(Stored data)
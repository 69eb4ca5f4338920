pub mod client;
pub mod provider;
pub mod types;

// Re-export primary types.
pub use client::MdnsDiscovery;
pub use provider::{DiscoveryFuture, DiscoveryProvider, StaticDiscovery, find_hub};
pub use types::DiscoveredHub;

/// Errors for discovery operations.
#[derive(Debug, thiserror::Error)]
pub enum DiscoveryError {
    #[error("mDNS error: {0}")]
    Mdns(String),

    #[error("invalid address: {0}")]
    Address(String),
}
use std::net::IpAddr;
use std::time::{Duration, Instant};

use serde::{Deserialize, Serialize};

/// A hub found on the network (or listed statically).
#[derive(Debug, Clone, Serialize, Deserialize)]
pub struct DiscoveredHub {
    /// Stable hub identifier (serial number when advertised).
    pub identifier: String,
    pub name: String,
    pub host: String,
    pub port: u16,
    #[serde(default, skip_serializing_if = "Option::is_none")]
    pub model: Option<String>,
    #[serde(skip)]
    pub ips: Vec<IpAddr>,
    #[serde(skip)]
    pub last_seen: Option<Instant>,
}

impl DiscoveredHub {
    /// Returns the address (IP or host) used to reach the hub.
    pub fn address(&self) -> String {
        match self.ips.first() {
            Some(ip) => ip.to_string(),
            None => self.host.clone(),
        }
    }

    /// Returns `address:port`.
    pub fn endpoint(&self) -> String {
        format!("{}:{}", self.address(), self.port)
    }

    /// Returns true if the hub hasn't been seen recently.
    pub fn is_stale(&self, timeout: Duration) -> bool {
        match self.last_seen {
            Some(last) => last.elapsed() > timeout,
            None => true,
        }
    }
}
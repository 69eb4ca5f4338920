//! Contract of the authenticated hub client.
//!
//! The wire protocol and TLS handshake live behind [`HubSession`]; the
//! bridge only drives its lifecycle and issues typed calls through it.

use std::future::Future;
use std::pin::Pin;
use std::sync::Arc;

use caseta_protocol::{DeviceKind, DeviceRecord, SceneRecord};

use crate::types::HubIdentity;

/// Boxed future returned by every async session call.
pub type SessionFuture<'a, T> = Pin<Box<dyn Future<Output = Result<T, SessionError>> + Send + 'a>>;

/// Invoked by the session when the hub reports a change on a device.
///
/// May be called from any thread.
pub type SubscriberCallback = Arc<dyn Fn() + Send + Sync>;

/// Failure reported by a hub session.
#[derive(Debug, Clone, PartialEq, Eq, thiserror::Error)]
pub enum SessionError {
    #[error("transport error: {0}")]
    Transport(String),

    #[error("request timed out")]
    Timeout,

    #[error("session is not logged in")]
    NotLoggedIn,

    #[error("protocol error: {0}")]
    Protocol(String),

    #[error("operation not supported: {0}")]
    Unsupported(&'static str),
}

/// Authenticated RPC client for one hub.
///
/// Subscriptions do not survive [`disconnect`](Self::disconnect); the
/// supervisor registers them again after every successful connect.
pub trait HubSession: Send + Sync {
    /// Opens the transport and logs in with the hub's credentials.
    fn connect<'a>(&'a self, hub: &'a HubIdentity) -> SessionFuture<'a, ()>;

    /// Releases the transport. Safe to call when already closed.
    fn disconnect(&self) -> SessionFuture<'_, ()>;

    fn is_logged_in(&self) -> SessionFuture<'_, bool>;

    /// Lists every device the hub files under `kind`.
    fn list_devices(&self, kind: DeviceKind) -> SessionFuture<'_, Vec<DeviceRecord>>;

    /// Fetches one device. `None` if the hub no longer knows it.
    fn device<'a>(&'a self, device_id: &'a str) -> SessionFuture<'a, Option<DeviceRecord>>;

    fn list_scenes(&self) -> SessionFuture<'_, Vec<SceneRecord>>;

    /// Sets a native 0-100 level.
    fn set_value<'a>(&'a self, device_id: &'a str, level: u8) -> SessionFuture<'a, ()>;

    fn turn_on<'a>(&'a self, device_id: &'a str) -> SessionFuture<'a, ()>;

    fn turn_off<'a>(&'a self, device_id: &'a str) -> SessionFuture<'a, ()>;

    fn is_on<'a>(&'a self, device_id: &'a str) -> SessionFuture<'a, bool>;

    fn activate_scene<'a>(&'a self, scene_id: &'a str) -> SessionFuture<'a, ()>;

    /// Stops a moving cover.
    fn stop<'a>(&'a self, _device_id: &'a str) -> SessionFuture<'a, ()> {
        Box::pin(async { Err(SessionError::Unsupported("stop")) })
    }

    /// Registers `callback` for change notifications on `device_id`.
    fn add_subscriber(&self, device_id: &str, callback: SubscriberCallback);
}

--

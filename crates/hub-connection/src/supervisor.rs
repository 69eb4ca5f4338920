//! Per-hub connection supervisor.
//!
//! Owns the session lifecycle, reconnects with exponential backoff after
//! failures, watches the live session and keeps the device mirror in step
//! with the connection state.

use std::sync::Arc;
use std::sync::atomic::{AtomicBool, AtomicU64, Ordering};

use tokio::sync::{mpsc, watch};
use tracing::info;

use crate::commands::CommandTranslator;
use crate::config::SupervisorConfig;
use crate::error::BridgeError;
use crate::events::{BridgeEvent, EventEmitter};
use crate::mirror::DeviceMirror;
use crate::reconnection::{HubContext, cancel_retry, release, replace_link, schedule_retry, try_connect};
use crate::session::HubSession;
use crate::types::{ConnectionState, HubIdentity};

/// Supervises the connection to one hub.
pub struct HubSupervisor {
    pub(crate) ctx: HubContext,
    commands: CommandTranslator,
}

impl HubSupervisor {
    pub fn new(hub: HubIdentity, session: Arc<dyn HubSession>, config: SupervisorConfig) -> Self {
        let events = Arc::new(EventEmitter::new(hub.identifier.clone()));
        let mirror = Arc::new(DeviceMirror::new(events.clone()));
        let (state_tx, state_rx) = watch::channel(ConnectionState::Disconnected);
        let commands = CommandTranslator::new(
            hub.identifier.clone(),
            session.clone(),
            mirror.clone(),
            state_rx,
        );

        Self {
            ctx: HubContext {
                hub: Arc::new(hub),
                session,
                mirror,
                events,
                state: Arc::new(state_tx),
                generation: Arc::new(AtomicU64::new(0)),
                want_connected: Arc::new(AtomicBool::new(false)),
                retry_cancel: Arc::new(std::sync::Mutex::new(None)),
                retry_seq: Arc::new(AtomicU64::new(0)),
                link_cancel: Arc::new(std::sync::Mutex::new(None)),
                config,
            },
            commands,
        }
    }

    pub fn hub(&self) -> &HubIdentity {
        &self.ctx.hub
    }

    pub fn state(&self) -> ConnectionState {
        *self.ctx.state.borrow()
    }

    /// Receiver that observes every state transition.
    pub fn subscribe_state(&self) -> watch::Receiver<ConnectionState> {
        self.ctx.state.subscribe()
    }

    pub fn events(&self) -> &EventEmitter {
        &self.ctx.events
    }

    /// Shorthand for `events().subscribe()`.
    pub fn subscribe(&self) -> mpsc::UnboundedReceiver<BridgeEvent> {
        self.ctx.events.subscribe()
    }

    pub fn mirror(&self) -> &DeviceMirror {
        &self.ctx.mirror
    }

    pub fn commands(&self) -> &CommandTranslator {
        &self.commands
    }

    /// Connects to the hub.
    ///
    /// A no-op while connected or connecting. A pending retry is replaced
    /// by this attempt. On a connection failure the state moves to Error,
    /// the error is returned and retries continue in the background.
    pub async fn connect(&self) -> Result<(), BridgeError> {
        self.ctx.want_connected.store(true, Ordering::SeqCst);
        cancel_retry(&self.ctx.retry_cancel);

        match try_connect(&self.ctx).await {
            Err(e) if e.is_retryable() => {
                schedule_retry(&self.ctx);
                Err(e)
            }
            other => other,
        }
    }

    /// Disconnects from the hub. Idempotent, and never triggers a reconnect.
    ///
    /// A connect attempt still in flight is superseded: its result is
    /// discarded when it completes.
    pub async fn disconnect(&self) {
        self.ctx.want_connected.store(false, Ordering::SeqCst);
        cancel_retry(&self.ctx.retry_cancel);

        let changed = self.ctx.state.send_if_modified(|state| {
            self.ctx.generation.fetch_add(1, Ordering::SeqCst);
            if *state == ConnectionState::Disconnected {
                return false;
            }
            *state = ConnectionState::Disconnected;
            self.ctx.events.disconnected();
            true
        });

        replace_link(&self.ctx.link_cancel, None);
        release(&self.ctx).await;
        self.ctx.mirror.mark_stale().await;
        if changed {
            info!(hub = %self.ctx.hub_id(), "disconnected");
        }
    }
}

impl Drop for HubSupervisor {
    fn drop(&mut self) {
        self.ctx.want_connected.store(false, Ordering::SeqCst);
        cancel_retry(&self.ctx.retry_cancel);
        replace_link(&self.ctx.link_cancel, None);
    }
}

==

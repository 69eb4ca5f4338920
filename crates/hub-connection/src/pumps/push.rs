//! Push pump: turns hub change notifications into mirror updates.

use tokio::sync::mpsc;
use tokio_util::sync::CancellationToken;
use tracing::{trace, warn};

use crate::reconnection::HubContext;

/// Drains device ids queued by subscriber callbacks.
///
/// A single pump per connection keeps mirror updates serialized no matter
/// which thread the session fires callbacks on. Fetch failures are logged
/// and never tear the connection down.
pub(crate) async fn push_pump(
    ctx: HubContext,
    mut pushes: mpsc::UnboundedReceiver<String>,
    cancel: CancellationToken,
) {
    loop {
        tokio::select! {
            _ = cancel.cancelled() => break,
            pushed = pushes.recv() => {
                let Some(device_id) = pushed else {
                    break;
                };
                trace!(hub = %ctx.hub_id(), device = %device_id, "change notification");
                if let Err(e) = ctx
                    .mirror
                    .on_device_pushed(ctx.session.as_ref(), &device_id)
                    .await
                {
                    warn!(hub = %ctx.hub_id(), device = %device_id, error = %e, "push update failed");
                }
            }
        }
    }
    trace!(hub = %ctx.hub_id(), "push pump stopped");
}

- _Task to complete_: Starting with the line that holds "for one hub." and ending with the line that holds "fn list_scenes(&self) ->", retype every line in the data above exactly, and nothing else.

- _Answer to the problem_:
/// Authenticated RPC client for one hub.
///
/// Subscriptions do not survive [`disconnect`](Self::disconnect); the
/// supervisor registers them again after every successful connect.
pub trait HubSession: Send + Sync {
    /// Opens the transport and logs in with the hub's credentials.
    fn connect<'a>(&'a self, hub: &'a HubIdentity) -> SessionFuture<'a, ()>;

    /// Releases the transport. Safe to call when already closed.
    fn disconnect(&self) -> SessionFuture<'_, ()>;

    fn is_logged_in(&self) -> SessionFuture<'_, bool>;

    /// Lists every device the hub files under `kind`.
    fn list_devices(&self, kind: DeviceKind) -> SessionFuture<'_, Vec<DeviceRecord>>;

    /// Fetches one device. `None` if the hub no longer knows it.
    fn device<'a>(&'a self, device_id: &'a str) -> SessionFuture<'a, Option<DeviceRecord>>;

    fn list_scenes(&self) -> SessionFuture<'_, Vec<SceneRecord>>;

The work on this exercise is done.